The briefing from the station chief was written late Wednesday, 12 September and reached intelligence agencies in Washington the next day, intelligence officials said.
Yet on Saturday of that week, briefing points sent by the CIA to Congress said ‘demonstrations in Benghazi were spontaneously inspired by the protests at the U.S. Embassy in Cairo and evolved into a direct assault.’
The briefing points, obtained by the AP, added: ‘There are indications that extremists participated in the violent demonstrations’ but did not mention eyewitness accounts that blamed militants alone.
Such raw intelligence reports by the CIA on the ground would normally be sent first to analysts at the headquarters in Langley, Virginia, for vetting and comparing against other intelligence derived from eavesdropping drones and satellite images.
Only then would such intelligence generally be shared with the White House and later, Congress, a process that can take hours, or days if the intelligence is coming only from one or two sources who may or may not be trusted.
U.S. intelligence officials say in this case the delay was due in part to the time it took to analyze various conflicting accounts.

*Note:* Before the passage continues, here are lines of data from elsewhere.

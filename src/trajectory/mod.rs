//! Trajectory and itinerary value types
//!
//! The schedule treats motion as opaque: a trajectory is a map name, a pool
//! of profiles and a list of time-stamped segments whose control data is
//! only interpreted by the motion/geometry collaborators.

use std::collections::BTreeMap;
use std::ops::Range;
use std::sync::Arc;

use chrono::{DateTime, Utc};
use serde::{Deserialize, Serialize};

use crate::error::{Result, ScheduleError};
use crate::geometry::ShapeId;

/// Absolute time used throughout the schedule
pub type Time = DateTime<Utc>;

/// Key of a profile within a trajectory's profile pool
pub type ProfileId = u32;

/// The physical extent of a participant while following a segment
#[derive(Clone, Debug, PartialEq, Eq, Serialize, Deserialize)]
pub struct Profile {
    /// Shape the participant occupies
    pub footprint: ShapeId,

    /// Shape around the participant that other traffic should keep clear of
    pub vicinity: Option<ShapeId>,
}

impl Profile {
    pub fn new(footprint: ShapeId) -> Self {
        Self {
            footprint,
            vicinity: None,
        }
    }

    pub fn with_vicinity(mut self, vicinity: ShapeId) -> Self {
        self.vicinity = Some(vicinity);
        self
    }
}

/// A time-stamped control point of a trajectory
#[derive(Clone, Debug, PartialEq, Serialize, Deserialize)]
pub struct Segment {
    /// Time at which the participant reaches this control point
    pub finish_time: Time,

    /// Position at the finish time (x, y, yaw)
    pub position: [f64; 3],

    /// Velocity at the finish time (x, y, yaw)
    pub velocity: [f64; 3],

    /// Profile in effect while approaching this control point
    pub profile: ProfileId,
}

impl Segment {
    pub fn new(finish_time: Time, position: [f64; 3], velocity: [f64; 3], profile: ProfileId) -> Self {
        Self {
            finish_time,
            position,
            velocity,
            profile,
        }
    }
}

/// A planned path on a single map
///
/// The first segment only encodes initial conditions, so the active interval
/// runs from the first segment's finish time to the last one's.
#[derive(Clone, Debug, PartialEq, Serialize, Deserialize)]
pub struct Trajectory {
    pub map: String,
    pub profiles: BTreeMap<ProfileId, Profile>,
    pub segments: Vec<Segment>,
}

impl Trajectory {
    /// Create an empty trajectory on a map
    pub fn new(map: impl Into<String>) -> Self {
        Self {
            map: map.into(),
            profiles: BTreeMap::new(),
            segments: Vec::new(),
        }
    }

    /// Add a profile to the pool
    pub fn with_profile(mut self, id: ProfileId, profile: Profile) -> Self {
        self.profiles.insert(id, profile);
        self
    }

    /// Append a control point. Ordering is checked by `validate`.
    pub fn with_segment(mut self, segment: Segment) -> Self {
        self.segments.push(segment);
        self
    }

    pub fn start_time(&self) -> Option<Time> {
        self.segments.first().map(|s| s.finish_time)
    }

    pub fn finish_time(&self) -> Option<Time> {
        self.segments.last().map(|s| s.finish_time)
    }

    pub fn is_empty(&self) -> bool {
        self.segments.is_empty()
    }

    /// Check that the trajectory can be accepted into an itinerary
    pub fn validate(&self) -> Result<()> {
        if self.map.is_empty() {
            return Err(ScheduleError::MalformedTrajectory(
                "trajectory has an empty map name".to_string(),
            ));
        }

        for pair in self.segments.windows(2) {
            if pair[1].finish_time <= pair[0].finish_time {
                return Err(ScheduleError::MalformedTrajectory(format!(
                    "segment times must strictly increase on map {}: {} is not after {}",
                    self.map, pair[1].finish_time, pair[0].finish_time
                )));
            }
        }

        if let Some(segment) = self
            .segments
            .iter()
            .find(|s| !self.profiles.contains_key(&s.profile))
        {
            return Err(ScheduleError::MalformedTrajectory(format!(
                "segment at {} references unknown profile {}",
                segment.finish_time, segment.profile
            )));
        }

        Ok(())
    }

    /// Whether the active interval intersects `[lower, upper]`. Missing
    /// bounds are open. Empty trajectories are never active.
    pub fn is_active_within(&self, lower: Option<Time>, upper: Option<Time>) -> bool {
        let (Some(start), Some(finish)) = (self.start_time(), self.finish_time()) else {
            return false;
        };

        if matches!(lower, Some(lower) if finish < lower) {
            return false;
        }
        if matches!(upper, Some(upper) if upper < start) {
            return false;
        }
        true
    }

    /// Copy of this trajectory with every segment finishing at or after
    /// `from` pushed back by `delay`. Returns `None` when nothing moves.
    pub fn delayed(&self, from: Time, delay: std::time::Duration) -> Result<Option<Trajectory>> {
        match self.finish_time() {
            Some(finish) if finish >= from => {}
            _ => return Ok(None),
        }

        let shift = chrono::Duration::from_std(delay).map_err(|e| {
            ScheduleError::MalformedTrajectory(format!("delay out of range: {}", e))
        })?;

        let mut delayed = self.clone();
        for segment in delayed.segments.iter_mut().filter(|s| s.finish_time >= from) {
            segment.finish_time = segment
                .finish_time
                .checked_add_signed(shift)
                .ok_or_else(|| {
                    ScheduleError::MalformedTrajectory("delayed time overflows".to_string())
                })?;
        }
        Ok(Some(delayed))
    }
}

/// The trajectories currently planned for one participant, in insertion
/// order. Cloning only copies the outer vector.
#[derive(Clone, Debug, Default, PartialEq, Serialize, Deserialize)]
pub struct Itinerary {
    trajectories: Vec<Arc<Trajectory>>,
}

impl Itinerary {
    pub fn new() -> Self {
        Self::default()
    }

    pub fn from_trajectories(trajectories: Vec<Trajectory>) -> Self {
        Self {
            trajectories: trajectories.into_iter().map(Arc::new).collect(),
        }
    }

    pub fn len(&self) -> usize {
        self.trajectories.len()
    }

    pub fn is_empty(&self) -> bool {
        self.trajectories.is_empty()
    }

    pub fn get(&self, index: usize) -> Option<&Arc<Trajectory>> {
        self.trajectories.get(index)
    }

    pub fn iter(&self) -> impl Iterator<Item = &Arc<Trajectory>> {
        self.trajectories.iter()
    }

    pub fn trajectories(&self) -> &[Arc<Trajectory>] {
        &self.trajectories
    }

    pub(crate) fn check_range(&self, range: &Range<usize>) -> Result<()> {
        if range.start > range.end || range.end > self.trajectories.len() {
            return Err(ScheduleError::InvalidRange {
                start: range.start,
                end: range.end,
                len: self.trajectories.len(),
            });
        }
        Ok(())
    }

    pub(crate) fn clear(&mut self) {
        self.trajectories.clear();
    }

    pub(crate) fn extend(&mut self, trajectories: &[Arc<Trajectory>]) {
        self.trajectories.extend(trajectories.iter().cloned());
    }

    pub(crate) fn splice(&mut self, range: Range<usize>, trajectories: &[Arc<Trajectory>]) {
        self.trajectories
            .splice(range, trajectories.iter().cloned());
    }

    pub(crate) fn replace_at(&mut self, index: usize, trajectory: Trajectory) {
        self.trajectories[index] = Arc::new(trajectory);
    }

    pub(crate) fn retain(&mut self, keep: impl FnMut(&Arc<Trajectory>) -> bool) {
        self.trajectories.retain(keep);
    }
}

/// Validate every trajectory of a mutation payload
pub fn validate_all(trajectories: &[Arc<Trajectory>]) -> Result<()> {
    trajectories.iter().try_for_each(|t| t.validate())
}

#[cfg(test)]
pub(crate) mod test_support {
    use super::*;
    use chrono::TimeZone;

    /// Time `secs` seconds after the epoch
    pub fn t(secs: i64) -> Time {
        Utc.timestamp_opt(secs, 0).unwrap()
    }

    /// A well-formed trajectory with one segment per time
    pub fn trajectory(map: &str, times: &[i64]) -> Trajectory {
        let mut trajectory = Trajectory::new(map).with_profile(0, Profile::new(0));
        for (i, secs) in times.iter().enumerate() {
            trajectory = trajectory.with_segment(Segment::new(
                t(*secs),
                [i as f64, 0.0, 0.0],
                [1.0, 0.0, 0.0],
                0,
            ));
        }
        trajectory
    }
}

One official, speaking on condition of anonymity because he wasn’t authorized to discuss the incident publicly, explained that ‘it was clear a group of people gathered that evening’ in Benghazi, but that the early question was ‘whether extremists took over a crowd or they were the crowd.’
But that explanation has been met with concern in Congress.
‘The early sense from the intelligence community differs from what we are hearing now,’ Democratic Rep. Adam Schiff said. ‘It ended up being pretty far afield, so we want to figure out why … though we don’t want to deter the intelligence community from sharing their best first impressions’ after such events in the future.
‘The intelligence briefings we got a week to 10 days after were consistent with what the administration was saying,’said Rep. William Thornberry, a member of the House Intelligence and Armed Services committees.
Thornberry would not confirm the existence of the early CIA report but voiced skepticism over how sure intelligence officials, including CIA Director David Petraeus, seemed of their original account when they briefed lawmakers on Capitol Hill.
‘How could they be so certain immediately after such events, I just don’t know,’he said. ‘That raises suspicions that there was political motivation.